Acredito que a preparação de profissionais competentes, com tempo para atender seus pacientes de maneira adequada e remunerados de maneira mais digna representa o melhor investimento da nação para diminuir os custos da saúde. Neste contexto uma rede de atendimento primária eficiente, com alto grau de resolutividade, permitiria que somente chegasse aos centros médicos mais avançados casos mais complexos em que o uso da tecnologia médica, tanto a tradicional como a mais moderna, está indicada para resolve-los da maneira mais eficiente possível.
O futuro também nos reserva algumas inquietudes com relação ao impacto da informática na prática. O uso de banco de dados e a rotina de identificar o paciente às imagens radiológicas endoscópicas e patológicas de seus exames cria riscos potenciais com relação à confidencialidade e a privacidade da informação médica. Devemos nos preocupar em criar senhas que controlem o acesso a este tipo informação privilegiada e, também, ao usarmos nosso material iconográfico, como ilustração científica, não permitir que nossos pacientes sejam identificados.

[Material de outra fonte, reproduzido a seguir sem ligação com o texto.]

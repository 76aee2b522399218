//! Follow state of a companion.
//!
//! The state is a small bit-set rather than an enum because several concerns
//! overlap during transitions (a companion can be following, paused and
//! returning at once). All mutation goes through [`FollowState`], which keeps
//! the following invariants:
//!
//! - `IN_PROGRESS` and `COMPLETE` are never set together.
//! - `RETURNING` is only set while `IN_PROGRESS` is set, and is dropped
//!   whenever `IN_PROGRESS` is dropped.

use bitflags::bitflags;

use crate::error::{CompanionError, ErrorSeverity};
use crate::state::EntityId;

bitflags! {
    #[derive(Clone, Copy, Debug, PartialEq, Eq, Hash, Default)]
    #[cfg_attr(feature = "serde", derive(serde::Serialize, serde::Deserialize))]
    pub struct FollowFlags: u8 {
        const IN_PROGRESS = 1 << 0;
        const RETURNING   = 1 << 1;
        const PAUSED      = 1 << 2;
        const COMPLETE    = 1 << 3;
    }
}

#[derive(Clone, Copy, Debug, PartialEq, Eq, Default)]
pub struct FollowState {
    flags: FollowFlags,
}

impl FollowState {
    /// The initial state: not following, nothing pending.
    pub const NONE: Self = Self {
        flags: FollowFlags::empty(),
    };

    pub fn flags(&self) -> FollowFlags {
        self.flags
    }

    pub fn is_none(&self) -> bool {
        self.flags.is_empty()
    }

    pub fn in_progress(&self) -> bool {
        self.flags.contains(FollowFlags::IN_PROGRESS)
    }

    pub fn is_returning(&self) -> bool {
        self.flags.contains(FollowFlags::RETURNING)
    }

    pub fn is_paused(&self) -> bool {
        self.flags.contains(FollowFlags::PAUSED)
    }

    pub fn is_complete(&self) -> bool {
        self.flags.contains(FollowFlags::COMPLETE)
    }

    /// Enters `IN_PROGRESS`. A previous `COMPLETE` is cleared.
    pub fn begin(&mut self) -> Result<(), FollowError> {
        if self.in_progress() {
            return Err(FollowError::AlreadyFollowing);
        }
        self.flags.remove(FollowFlags::COMPLETE);
        self.flags.insert(FollowFlags::IN_PROGRESS);
        Ok(())
    }

    /// `IN_PROGRESS` → `COMPLETE`. Returns false when not following.
    pub fn complete(&mut self) -> bool {
        if !self.in_progress() {
            return false;
        }
        self.flags.remove(FollowFlags::IN_PROGRESS | FollowFlags::RETURNING);
        self.flags.insert(FollowFlags::COMPLETE);
        true
    }

    /// Sets `RETURNING`. Returns false when not following.
    pub fn mark_returning(&mut self) -> bool {
        if !self.in_progress() {
            return false;
        }
        self.flags.insert(FollowFlags::RETURNING);
        true
    }

    /// Clears `RETURNING`. Returns true if it was set.
    pub fn clear_returning(&mut self) -> bool {
        let was = self.is_returning();
        self.flags.remove(FollowFlags::RETURNING);
        was
    }

    pub fn set_paused(&mut self, paused: bool) {
        self.flags.set(FollowFlags::PAUSED, paused);
    }

    pub fn reset(&mut self) {
        *self = Self::NONE;
    }
}

/// Rejected follow-state requests.
#[derive(Clone, Copy, Debug, PartialEq, Eq, thiserror::Error)]
pub enum FollowError {
    #[error("attempt to start following while already following")]
    AlreadyFollowing,

    #[error("leader {0} is not in the world")]
    LeaderNotFound(EntityId),

    #[error("owner {0} is between maps")]
    OwnerAway(EntityId),

    #[error("no player of the leader's group is within reach")]
    LeaderOutOfReach,
}

impl CompanionError for FollowError {
    fn severity(&self) -> ErrorSeverity {
        match self {
            FollowError::AlreadyFollowing => ErrorSeverity::Precondition,
            FollowError::LeaderNotFound(_) => ErrorSeverity::InvalidInput,
            FollowError::OwnerAway(_) => ErrorSeverity::Transient,
            FollowError::LeaderOutOfReach => ErrorSeverity::Terminal,
        }
    }

    fn error_code(&self) -> &'static str {
        match self {
            FollowError::AlreadyFollowing => "FOLLOW_ALREADY_IN_PROGRESS",
            FollowError::LeaderNotFound(_) => "FOLLOW_LEADER_NOT_FOUND",
            FollowError::OwnerAway(_) => "FOLLOW_OWNER_AWAY",
            FollowError::LeaderOutOfReach => "FOLLOW_LEADER_OUT_OF_REACH",
        }
    }
}
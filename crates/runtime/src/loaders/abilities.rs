use std::path::Path;

use companion_core::AbilityInfo;
use serde::{Deserialize, Serialize};

use crate::loaders::{LoadResult, read_file};
use crate::oracle::AbilityCatalogue;

/// Ability catalogue structure for RON files.
#[derive(Debug, Clone, Serialize, Deserialize)]
pub struct AbilityFile {
    pub abilities: Vec<AbilityInfo>,
}

/// Loads an [`AbilityCatalogue`] from RON.
pub struct AbilityLoader;

impl AbilityLoader {
    pub fn load(path: &Path) -> LoadResult<AbilityCatalogue> {
        let content = read_file(path)?;
        let file: AbilityFile = ron::from_str(&content)
            .map_err(|e| anyhow::anyhow!("Failed to parse ability catalogue RON: {}", e))?;

        AbilityCatalogue::new(file.abilities)
    }
}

Como conclusão é importante enfatizar que os novos tempos que vivemos já estão exigindo que os profissionais da área médica sejam competentes não somente nas áreas cientifica e tecnológica. A competência ética é uma necessidade atual e provavelmente tornar-se-á progressivamente mais necessária à medida que os novos conhecimentos científicos e tecnológicos evoluírem. As nossas sociedades corporativas não podem se omitir desta realidade. Elas deverão se preocupar tanto com a qualidade dos egressos das Faculdades de Medicina, bem como da valorização do título de especialista, mantendo um alto princípio de qualificação profissional dos mesmos como com o oferecimento de centros de treinamento qualificados e de educação continuada que contemple o avanço científico, tecnológico e ético da prática médica.